According to a statement signed on Sunday by his senior special assistant on media and publicity, Laolu Akande, Osinbajo also described the idea as a climate change financing instrument deserving of global consideration as it is a winning proposition. -winner.
The vice president had first proposed the idea on Thursday at a conference on a just and equitable energy transition for Africa at the Center for Global Development in Washington DC, United States.
In subsequent meetings with senior U.S. government officials, the Vice President had pushed the idea of debt-for-climate, saying that “debt-for-climate swaps are a type of debt swap where bilateral debt or is canceled by creditors in exchange for a commitment by the debtor to use outstanding debt service payments for national climate action programs.
He explained that “the creditor country or institution agrees to cancel part of a debt, if the debtor country would pay the payment of the avoided debt service in a local currency into an escrow or other transparent fund and the funds are then to be used for agreed climate projects in the debtor country.
Justifying the rationale for the concept, the Vice President noted that the proposed debt-for-climate swaps would be a helpful and helpful intervention as they will reduce the debt burden while advancing the international community’s climate change goals. .
According to Akande, Osinbajo’s proposal received positive reviews among senior US government officials, with some describing it as “new thinking”.
He also pushed for the idea of opening up the carbon market in Africa so that the actions of African countries on climate change can be adequately verified by the international community through the assessments of appropriate verification institutions.
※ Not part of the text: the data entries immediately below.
mod app_input;
mod app_render;

pub use app_render::render_board;

use std::io;
use std::time::Duration;

use crossterm::{
    event::{EnableBracketedPaste, EventStream},
    execute,
    terminal::{enable_raw_mode, EnterAlternateScreen},
};
use futures::StreamExt;
use ratatui::{backend::CrosstermBackend, Terminal};
use tokio::sync::mpsc;
use tokio::task::JoinHandle;
use tokio::time::MissedTickBehavior;

use crate::config::Config;
use crate::ui::board::Board;
use crate::ui::effect::Effect;
use crate::ui::events::{AppEvent, InputMode};
use crate::ui::terminal_guard::{install_panic_hook, TerminalGuard};

/// Main application state
pub struct App {
    /// Application configuration
    config: Config,
    /// Whether the app should quit
    should_quit: bool,
    /// Current input mode
    input_mode: InputMode,
    /// Running game; created when the player leaves the start screen
    board: Option<Board>,
    /// Text shown by the hint dialog
    hint_text: Option<String>,
    /// Event channel sender
    event_tx: mpsc::UnboundedSender<AppEvent>,
    /// Event channel receiver
    event_rx: mpsc::UnboundedReceiver<AppEvent>,
    /// Clock refresh task
    ticker: Option<JoinHandle<()>>,
    /// Set when the terminal input stream failed
    input_error: Option<String>,
}

impl App {
    pub fn new(config: Config) -> Self {
        let (event_tx, event_rx) = mpsc::unbounded_channel();
        Self {
            config,
            should_quit: false,
            input_mode: InputMode::Start,
            board: None,
            hint_text: None,
            event_tx,
            event_rx,
            ticker: None,
            input_error: None,
        }
    }

    pub fn config(&self) -> &Config {
        &self.config
    }

    pub fn input_mode(&self) -> InputMode {
        self.input_mode
    }

    pub fn board(&self) -> Option<&Board> {
        self.board.as_ref()
    }

    pub fn hint_text(&self) -> Option<&str> {
        self.hint_text.as_deref()
    }

    pub fn should_quit(&self) -> bool {
        self.should_quit
    }

    pub fn input_error(&self) -> Option<&str> {
        self.input_error.as_deref()
    }

    /// Run the application main loop
    pub async fn run(&mut self) -> anyhow::Result<()> {
        install_panic_hook();

        enable_raw_mode()?;
        let mut stdout = io::stdout();
        execute!(stdout, EnterAlternateScreen, EnableBracketedPaste)?;
        let mut guard = TerminalGuard::new();

        let backend = CrosstermBackend::new(stdout);
        let mut terminal = Terminal::new(backend)?;
        terminal.clear()?;

        let input_task = self.spawn_input_reader();
        let result = self.event_loop(&mut terminal).await;

        input_task.abort();
        self.stop_ticker();
        guard.cleanup()?;
        terminal.show_cursor()?;

        result
    }

    async fn event_loop(
        &mut self,
        terminal: &mut Terminal<CrosstermBackend<io::Stdout>>,
    ) -> anyhow::Result<()> {
        loop {
            terminal.draw(|f| self.draw(f))?;

            let Some(event) = self.event_rx.recv().await else {
                break;
            };

            let effects = self.handle_event(event);
            self.run_effects(effects);

            if self.should_quit {
                break;
            }
        }

        match self.input_error.take() {
            Some(message) => anyhow::bail!("terminal input failed: {message}"),
            None => Ok(()),
        }
    }

    /// Forward terminal events into the app channel
    fn spawn_input_reader(&self) -> JoinHandle<()> {
        let tx = self.event_tx.clone();
        tokio::spawn(async move {
            let mut events = EventStream::new();
            while let Some(event) = events.next().await {
                let app_event = match event {
                    Ok(event) => AppEvent::Input(event),
                    Err(e) => AppEvent::Error(e.to_string()),
                };
                let failed = matches!(app_event, AppEvent::Error(_));
                if tx.send(app_event).is_err() || failed {
                    break;
                }
            }
        })
    }

    fn run_effects(&mut self, effects: Vec<Effect>) {
        for effect in effects {
            match effect {
                Effect::StartTicker => self.start_ticker(),
                Effect::StopTicker => self.stop_ticker(),
                Effect::ScheduleFlashExpiry { generation, after } => {
                    let tx = self.event_tx.clone();
                    tokio::spawn(async move {
                        tokio::time::sleep(after).await;
                        let _ = tx.send(AppEvent::FlashExpired(generation));
                    });
                }
            }
        }
    }

    fn start_ticker(&mut self) {
        self.stop_ticker();
        let tx = self.event_tx.clone();
        let period = Duration::from_millis(self.config.tick_ms);
        tracing::debug!(tick_ms = self.config.tick_ms, "Starting clock ticker");
        self.ticker = Some(tokio::spawn(async move {
            let mut interval = tokio::time::interval(period);
            interval.set_missed_tick_behavior(MissedTickBehavior::Skip);
            loop {
                interval.tick().await;
                if tx.send(AppEvent::Tick).is_err() {
                    break;
                }
            }
        }));
    }

    fn stop_ticker(&mut self) {
        if let Some(handle) = self.ticker.take() {
            handle.abort();
        }
    }
}

impl Drop for App {
    fn drop(&mut self) {
        self.stop_ticker();
    }
}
“We hope to get international support and endorsements for these ideas,” he said, particularly the DFC and the participation of African countries in the international carbon market.
Responding to the Debt-for-Climate proposal, USAID Administrator Samantha Power told the vice president that the idea was “a novel thought that is very exciting.”
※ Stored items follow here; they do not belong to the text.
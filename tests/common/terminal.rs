//! TUI testing utilities using Ratatui's TestBackend
//!
//! Provides helpers for rendering the game to a test buffer and converting
//! the output to strings for assertions.

use ratatui::{backend::TestBackend, buffer::Buffer, Terminal};
use riddlerun::game::TimeSource;
use riddlerun::ui::app::render_board;
use riddlerun::{App, Board};

/// Create a test terminal with custom dimensions
pub fn create_test_terminal_sized(width: u16, height: u16) -> Terminal<TestBackend> {
    let backend = TestBackend::new(width, height);
    Terminal::new(backend).expect("Failed to create test terminal")
}

/// Draw the whole app and return the resulting buffer
pub fn render_app(app: &App, width: u16, height: u16) -> Buffer {
    let mut terminal = create_test_terminal_sized(width, height);
    terminal.draw(|f| app.draw(f)).expect("draw app");
    terminal.backend().buffer().clone()
}

/// Draw only the board screen of a game
pub fn render_game<T: TimeSource>(board: &Board<T>, width: u16, height: u16) -> Buffer {
    let mut terminal = create_test_terminal_sized(width, height);
    terminal
        .draw(|f| {
            let area = f.area();
            render_board(board, area, f.buffer_mut());
        })
        .expect("draw board");
    terminal.backend().buffer().clone()
}

/// Convert a buffer to a string, one line per row
pub fn buffer_to_string(buffer: &Buffer) -> String {
    let area = buffer.area;
    let mut output = String::new();

    for y in area.y..area.y + area.height {
        for x in area.x..area.x + area.width {
            if let Some(cell) = buffer.cell((x, y)) {
                output.push_str(cell.symbol());
            }
        }
        output.push('\n');
    }

    output
}

/// Text of row `y` with trailing whitespace trimmed
pub fn row_text(buffer: &Buffer, y: u16) -> String {
    buffer_to_string(buffer)
        .lines()
        .nth(usize::from(y))
        .unwrap_or_default()
        .trim_end()
        .to_string()
}

/// Check if the buffer contains a string anywhere
pub fn buffer_contains(buffer: &Buffer, text: &str) -> bool {
    buffer_to_string(buffer).contains(text)
}

#[cfg(test)]
mod tests {
    use super::*;
    use ratatui::widgets::Paragraph;

    #[test]
    fn test_row_text_trims() {
        let mut terminal = create_test_terminal_sized(12, 2);
        terminal
            .draw(|f| f.render_widget(Paragraph::new("one\ntwo"), f.area()))
            .unwrap();
        let buffer = terminal.backend().buffer();
        assert_eq!(row_text(buffer, 1), "two");
        assert!(buffer_contains(buffer, "one"));
        assert!(!buffer_contains(buffer, "three"));
    }
}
She added that the United States is open to such new thinking, even if it would require a full review of US government policy.
“Experts say that under the DFC, sovereign debtors and international creditors will cancel some or all of the external debt often running into the billions in a country like Nigeria, in exchange for the country’s commitment to invest , in national currency, in specific climates or energy transition projects for a mutually agreed period.
“Debt-for-climate swaps are expected to reduce debt levels and free up fiscal resources to invest in clean energy projects in Nigeria and other countries on the program once accepted by the countries. creditors,” the statement said.
Similarly, the Vice President, during his address to the CGD, also proposed a significant addition to conventional capital flows from public and private sources to Africa through greater participation in the global carbon finance market.
“Currently, direct carbon pricing systems through carbon taxes are largely concentrated in high- and middle-income countries. However, carbon markets can play an important role in catalysing the deployment of sustainable energy by channeling private capital into climate action, improving global energy security, providing diversified incentive structures, especially in developing countries, and giving a boost to clean energy markets when the economics of pricing seem less compelling – as it is today,” he said.
He encouraged developed countries to help Africa become a global provider of carbon credits, ranging from biodiversity to energy credits, which would be a leap forward in aligning carbon pricing and related policy around of a just transition.
Osinbajo’s visit to Washington DC last Wednesday included meetings with his U.S. counterpart, Vice President Kamala Harris at the White House, U.S. Treasury Secretary Ms. Janet Yellen, and USAID Administrator Samantha Power.
He also held an interactive session with a group of Nigerian staff from the World Bank and IMF, before speaking at the Center for Global Development.